James Harper McDonald (July 15, 1900 - December 29, 1973) was a United States Navy diver and a recipient of America's highest military decoration—the Medal of Honor—for his actions during the salvage of the sunken submarine .

==Biography==
James McDonald enlisted in the U.S. Navy in October 1920, was discharged three years later and reenlisted in February 1926. Trained as a metalsmith, and later as a diver, he was commended in 1928 and 1930 for his excellent diving work.He was designated a Master Diver in October 1934. From May to September 1939, he was heavily involved in rescue and salvage efforts on the USS Squalus. Four members of the salvage team were awarded the Medal of Honor for their actions during that operation. James McDonald, then a Chief Metalsmith, and three fellow divers (Chief Machinist's Mate William Badders, Chief Torpedoman John Mihalowski, and Chief Boatswain's Mate Orson L. Crandall) received their Medals of Honor from Secretary of the Navy Charles Edison .This happened during a ceremony held at the Navy Department offices on January 19, 1940.

Continuing his Naval service into World War II, McDonald became a commissioned officer.

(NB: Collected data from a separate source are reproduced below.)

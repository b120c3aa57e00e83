//! Computer player using a fixed priority heuristic.
//!
//! Tiers, each tried only if the previous found nothing:
//! win now, block the opponent, center, corners (1, 3, 7, 9),
//! edges (2, 4, 6, 8), then a random empty square.
//!
//! Win and block scans take the first qualifying square in ascending
//! order. This is greedy, not minimax, and a perfect opponent can beat it.

use super::super::rules::completes_line;
use super::super::{Board, Mark, Position};
use super::random_move;
use rand::Rng;
use tracing::trace;

/// Chooses a move for `mark`, or `None` on a full board.
pub fn smart_move<R: Rng + ?Sized>(board: &Board, mark: Mark, rng: &mut R) -> Option<Position> {
    let empty = board.empty_cells();

    if let Some(pos) = first_completing(board, &empty, mark) {
        trace!(position = ?pos, "Taking winning square");
        return Some(pos);
    }

    if let Some(pos) = first_completing(board, &empty, mark.opponent()) {
        trace!(position = ?pos, "Blocking opponent");
        return Some(pos);
    }

    std::iter::once(Position::Center)
        .chain(Position::CORNERS)
        .chain(Position::EDGES)
        .find(|pos| board.is_empty(*pos))
        .or_else(|| random_move(board, rng))
}

fn first_completing(board: &Board, empty: &[Position], mark: Mark) -> Option<Position> {
    empty
        .iter()
        .copied()
        .find(|pos| completes_line(board, *pos, mark))
}

#[cfg(test)]
mod tests {
    use super::*;
    use rand::SeedableRng;
    use rand_chacha::ChaCha8Rng;

    fn board_from(x: &[u8], o: &[u8]) -> Board {
        let mut board = Board::new();
        for n in x {
            board.place(*n, Mark::X).unwrap();
        }
        for n in o {
            board.place(*n, Mark::O).unwrap();
        }
        board
    }

    fn pick(board: &Board, mark: Mark) -> Option<u8> {
        let mut rng = ChaCha8Rng::seed_from_u64(0);
        smart_move(board, mark, &mut rng).map(Position::number)
    }

    #[test]
    fn test_takes_immediate_win() {
        let board = board_from(&[1, 2], &[4, 5]);
        assert_eq!(pick(&board, Mark::X), Some(3));
    }

    #[test]
    fn test_win_beats_block() {
        // O to move can win at 6 or block X at 3; winning comes first.
        let board = board_from(&[1, 2, 9], &[4, 5]);
        assert_eq!(pick(&board, Mark::O), Some(6));
    }

    #[test]
    fn test_blocks_opponent() {
        let board = board_from(&[], &[1, 2]);
        assert_eq!(pick(&board, Mark::X), Some(3));
    }

    #[test]
    fn test_first_win_in_ascending_order() {
        // X wins at 3 (row) or 7 (column); 3 is found first.
        let board = board_from(&[1, 2, 4], &[5, 9, 6]);
        assert_eq!(pick(&board, Mark::X), Some(3));
    }

    #[test]
    fn test_prefers_center() {
        assert_eq!(pick(&Board::new(), Mark::X), Some(5));
    }

    #[test]
    fn test_corner_order() {
        assert_eq!(pick(&board_from(&[5], &[]), Mark::O), Some(1));
        assert_eq!(pick(&board_from(&[5], &[1]), Mark::X), Some(3));
        assert_eq!(pick(&board_from(&[5, 9], &[1]), Mark::O), Some(3));
    }

    #[test]
    fn test_edge_when_corners_taken() {
        // X O X / _ O _ / O X O, no open line for either side.
        let board = board_from(&[1, 3, 8], &[2, 5, 7, 9]);
        assert_eq!(pick(&board, Mark::X), Some(4));
    }

    #[test]
    fn test_full_board_has_no_move() {
        let board = board_from(&[1, 3, 5, 6, 8], &[2, 4, 7, 9]);
        assert_eq!(pick(&board, Mark::O), None);
    }

    #[test]
    fn test_probing_leaves_board_untouched() {
        let board = board_from(&[1, 2], &[4, 5]);
        let before = board.clone();
        let _ = pick(&board, Mark::O);
        assert_eq!(board, before);
    }
}
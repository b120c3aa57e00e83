//! Terminal front-end for the tic-tac-toe core.
//!
//! Reads moves line by line, prints the board after every move and
//! paces computer turns so a human can follow them.

#![warn(missing_docs)]
#![forbid(unsafe_code)]

mod cli;
mod config;
mod terminal;

pub use cli::{Cli, Command, PlayArgs};
pub use config::{ConfigError, GameConfig};
pub use terminal::{InputCommand, TerminalGame};
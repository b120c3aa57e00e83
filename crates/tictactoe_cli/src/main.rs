//! tictactoe - play tic-tac-toe in the terminal.

use anyhow::Result;
use clap::Parser;
use tictactoe_cli::{Cli, Command, GameConfig, PlayArgs, TerminalGame};
use tictactoe_core::{GameMode, Session};
use tokio::io::BufReader;
use tracing::{info, instrument};
use tracing_subscriber::EnvFilter;

#[tokio::main]
async fn main() -> Result<()> {
    // Load .env file
    dotenvy::dotenv().ok();

    let cli = Cli::parse();

    // Logs go to stderr so they never interleave with the board.
    tracing_subscriber::fmt()
        .with_env_filter(
            EnvFilter::try_from_default_env().unwrap_or_else(|_| EnvFilter::new("warn")),
        )
        .with_writer(std::io::stderr)
        .init();

    match cli.command {
        Command::Play(args) => run_play(args).await,
        Command::Modes => list_modes(),
    }
}

/// Run games on stdin/stdout until the player quits
#[instrument(skip_all)]
async fn run_play(args: PlayArgs) -> Result<()> {
    let config = GameConfig::resolve(&args)?;
    let session = Session::setup(config.mode(), config.mark())?;
    info!(mode = %session.mode(), mark = %config.mark(), "Starting play session");

    let mut game = TerminalGame::new(
        session,
        BufReader::new(tokio::io::stdin()),
        std::io::stdout(),
        config.seed(),
    )
    .with_delay(config.computer_delay())
    .with_json(args.json);

    let finished = game.run().await?;
    info!(games = finished.len(), "Play session ended");
    Ok(())
}

/// Print the supported modes and their aliases
fn list_modes() -> Result<()> {
    for mode in GameMode::all() {
        println!("{:<36}{}", mode.to_string(), mode.alias());
    }
    Ok(())
}
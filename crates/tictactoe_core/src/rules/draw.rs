//! Draw detection logic for tic-tac-toe.

use super::super::{Board, Square};
use super::win::winner;

/// Checks if the board is full (all squares occupied).
pub fn is_full(board: &Board) -> bool {
    board.squares().iter().all(|s| *s != Square::Empty)
}

/// Checks if the board is full with no winner.
pub fn is_draw(board: &Board) -> bool {
    is_full(board) && winner(board).is_none()
}
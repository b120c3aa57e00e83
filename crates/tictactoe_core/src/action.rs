//! First-class move records.

use super::{Mark, Position};
use serde::{Deserialize, Serialize};

/// A move in tic-tac-toe: a mark placed at a position.
///
/// The session keeps these in order so a front-end can show what the
/// last mover did.
#[derive(Debug, Clone, Copy, PartialEq, Eq, Hash, Serialize, Deserialize, derive_new::new)]
pub struct Move {
    /// The mark that was placed.
    pub mark: Mark,
    /// The position where it was placed.
    pub position: Position,
}

impl std::fmt::Display for Move {
    fn fmt(&self, f: &mut std::fmt::Formatter<'_>) -> std::fmt::Result {
        write!(f, "{} -> {}", self.mark, self.position)
    }
}
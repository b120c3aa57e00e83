//! Game mode selection.

use super::{GameError, Mark, Player};
use serde::{Deserialize, Serialize};
use std::str::FromStr;
use strum::IntoEnumIterator;
use tracing::{instrument, warn};

/// Game mode - who sits in each seat?
///
/// Player 1 always takes the starting mark and moves first.
#[derive(
    Debug,
    Clone,
    Copy,
    PartialEq,
    Eq,
    Hash,
    Default,
    Serialize,
    Deserialize,
    strum::Display,
    strum::EnumString,
    strum::EnumIter,
)]
#[strum(ascii_case_insensitive)]
pub enum GameMode {
    /// Two humans sharing the board.
    #[strum(to_string = "Human vs Human", serialize = "human-vs-human")]
    HumanVsHuman,
    /// Human against the random computer.
    #[strum(to_string = "Human vs Random Computer", serialize = "human-vs-random")]
    HumanVsRandom,
    /// Human against the smart computer.
    #[default]
    #[strum(to_string = "Human vs Smart Computer", serialize = "human-vs-smart")]
    HumanVsSmart,
    /// Random computer against smart computer, no human input.
    #[strum(
        to_string = "Random Computer vs Smart Computer",
        serialize = "random-vs-smart"
    )]
    RandomVsSmart,
}

impl GameMode {
    /// Parses a mode from its display name or kebab-case alias.
    ///
    /// # Errors
    ///
    /// Returns [`GameError::UnknownGameMode`] for anything else.
    #[instrument]
    pub fn parse(name: &str) -> Result<Self, GameError> {
        GameMode::from_str(name.trim()).map_err(|_| {
            warn!(mode = name, "Rejected unknown game mode");
            GameError::UnknownGameMode(name.to_string())
        })
    }

    /// Returns the short alias accepted on the command line.
    pub fn alias(self) -> &'static str {
        match self {
            GameMode::HumanVsHuman => "human-vs-human",
            GameMode::HumanVsRandom => "human-vs-random",
            GameMode::HumanVsSmart => "human-vs-smart",
            GameMode::RandomVsSmart => "random-vs-smart",
        }
    }

    /// Lists every supported mode.
    pub fn all() -> Vec<GameMode> {
        GameMode::iter().collect()
    }

    /// Builds the two players for this mode.
    ///
    /// Player 1 gets `starting_mark`, player 2 the complement.
    pub fn players(self, starting_mark: Mark) -> (Player, Player) {
        let second = starting_mark.opponent();
        match self {
            GameMode::HumanVsHuman => (Player::human(starting_mark), Player::human(second)),
            GameMode::HumanVsRandom => (
                Player::human(starting_mark),
                Player::random_computer(second),
            ),
            GameMode::HumanVsSmart => (
                Player::human(starting_mark),
                Player::smart_computer(second),
            ),
            GameMode::RandomVsSmart => (
                Player::random_computer(starting_mark),
                Player::smart_computer(second),
            ),
        }
    }
}
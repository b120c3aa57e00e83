//! Board positions, numbered 1-9 left-to-right, top-to-bottom.

use super::error::GameError;
use super::types::Board;
use serde::{Deserialize, Serialize};
use tracing::instrument;

/// A square on the tic-tac-toe board.
///
/// Players name squares by their 1-based number, which is also what an
/// unplayed square shows on screen.
#[derive(
    Debug, Clone, Copy, PartialEq, Eq, PartialOrd, Ord, Hash, Serialize, Deserialize, strum::EnumIter,
)]
pub enum Position {
    /// Top-left (square 1)
    TopLeft,
    /// Top-center (square 2)
    TopCenter,
    /// Top-right (square 3)
    TopRight,
    /// Middle-left (square 4)
    MiddleLeft,
    /// Center (square 5)
    Center,
    /// Middle-right (square 6)
    MiddleRight,
    /// Bottom-left (square 7)
    BottomLeft,
    /// Bottom-center (square 8)
    BottomCenter,
    /// Bottom-right (square 9)
    BottomRight,
}

impl Position {
    /// All 9 positions in ascending order.
    pub const ALL: [Position; 9] = [
        Position::TopLeft,
        Position::TopCenter,
        Position::TopRight,
        Position::MiddleLeft,
        Position::Center,
        Position::MiddleRight,
        Position::BottomLeft,
        Position::BottomCenter,
        Position::BottomRight,
    ];

    /// Corners in the order the smart computer tries them.
    pub const CORNERS: [Position; 4] = [
        Position::TopLeft,
        Position::TopRight,
        Position::BottomLeft,
        Position::BottomRight,
    ];

    /// Edges in the order the smart computer tries them.
    pub const EDGES: [Position; 4] = [
        Position::TopCenter,
        Position::MiddleLeft,
        Position::MiddleRight,
        Position::BottomCenter,
    ];

    /// Get label for this position (for display).
    pub fn label(&self) -> &'static str {
        match self {
            Position::TopLeft => "Top-left",
            Position::TopCenter => "Top-center",
            Position::TopRight => "Top-right",
            Position::MiddleLeft => "Middle-left",
            Position::Center => "Center",
            Position::MiddleRight => "Middle-right",
            Position::BottomLeft => "Bottom-left",
            Position::BottomCenter => "Bottom-center",
            Position::BottomRight => "Bottom-right",
        }
    }

    /// Converts position to its 0-based board index.
    pub fn index(self) -> usize {
        self as usize
    }

    /// Converts position to its 1-based square number.
    pub fn number(self) -> u8 {
        self as u8 + 1
    }

    /// Returns the placeholder digit shown on an unplayed square.
    pub fn symbol(self) -> char {
        char::from(b'0' + self.number())
    }

    /// Creates position from a 0-based board index.
    pub fn from_index(index: usize) -> Option<Self> {
        Self::ALL.get(index).copied()
    }

    /// Creates position from a 1-based square number.
    ///
    /// # Errors
    ///
    /// Returns [`GameError::InvalidPosition`] unless `number` is in 1-9.
    #[instrument]
    pub fn from_number(number: u8) -> Result<Self, GameError> {
        usize::from(number)
            .checked_sub(1)
            .and_then(Self::from_index)
            .ok_or(GameError::InvalidPosition(number))
    }

    /// Filters positions by board state - returns only empty squares,
    /// in ascending order.
    pub fn valid_moves(board: &Board) -> Vec<Position> {
        Self::ALL
            .iter()
            .copied()
            .filter(|pos| board.is_empty(*pos))
            .collect()
    }
}

impl std::fmt::Display for Position {
    fn fmt(&self, f: &mut std::fmt::Formatter<'_>) -> std::fmt::Result {
        write!(f, "{} ({})", self.number(), self.label())
    }
}
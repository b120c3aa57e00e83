//! Computer player that picks any empty square.

use super::super::{Board, Position};
use rand::Rng;
use rand::seq::SliceRandom;

/// Returns a uniformly random empty position, or `None` on a full board.
pub fn random_move<R: Rng + ?Sized>(board: &Board, rng: &mut R) -> Option<Position> {
    board.empty_cells().choose(rng).copied()
}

He retired after the war with the rank of Lieutenant.

James Harper McDonald died at the age of 73 and was buried in Fishing Creek Cemetery, Roulette, Pennsylvania.

==Medal of Honor citation==
Chief Metalsmith McDonald's official Medal of Honor citation reads:
For extraordinary heroism in the line of his profession as a Master Diver throughout the rescue and salvage operations following the sinking of the U.S.S. Squalus on 23 May 1939. His leadership, masterly skill, general efficiency and untiring devotion to duty in directing diving operations, and in making important and difficult dives under the most hazardous conditions, characterize conduct far above and beyond the ordinary call of duty.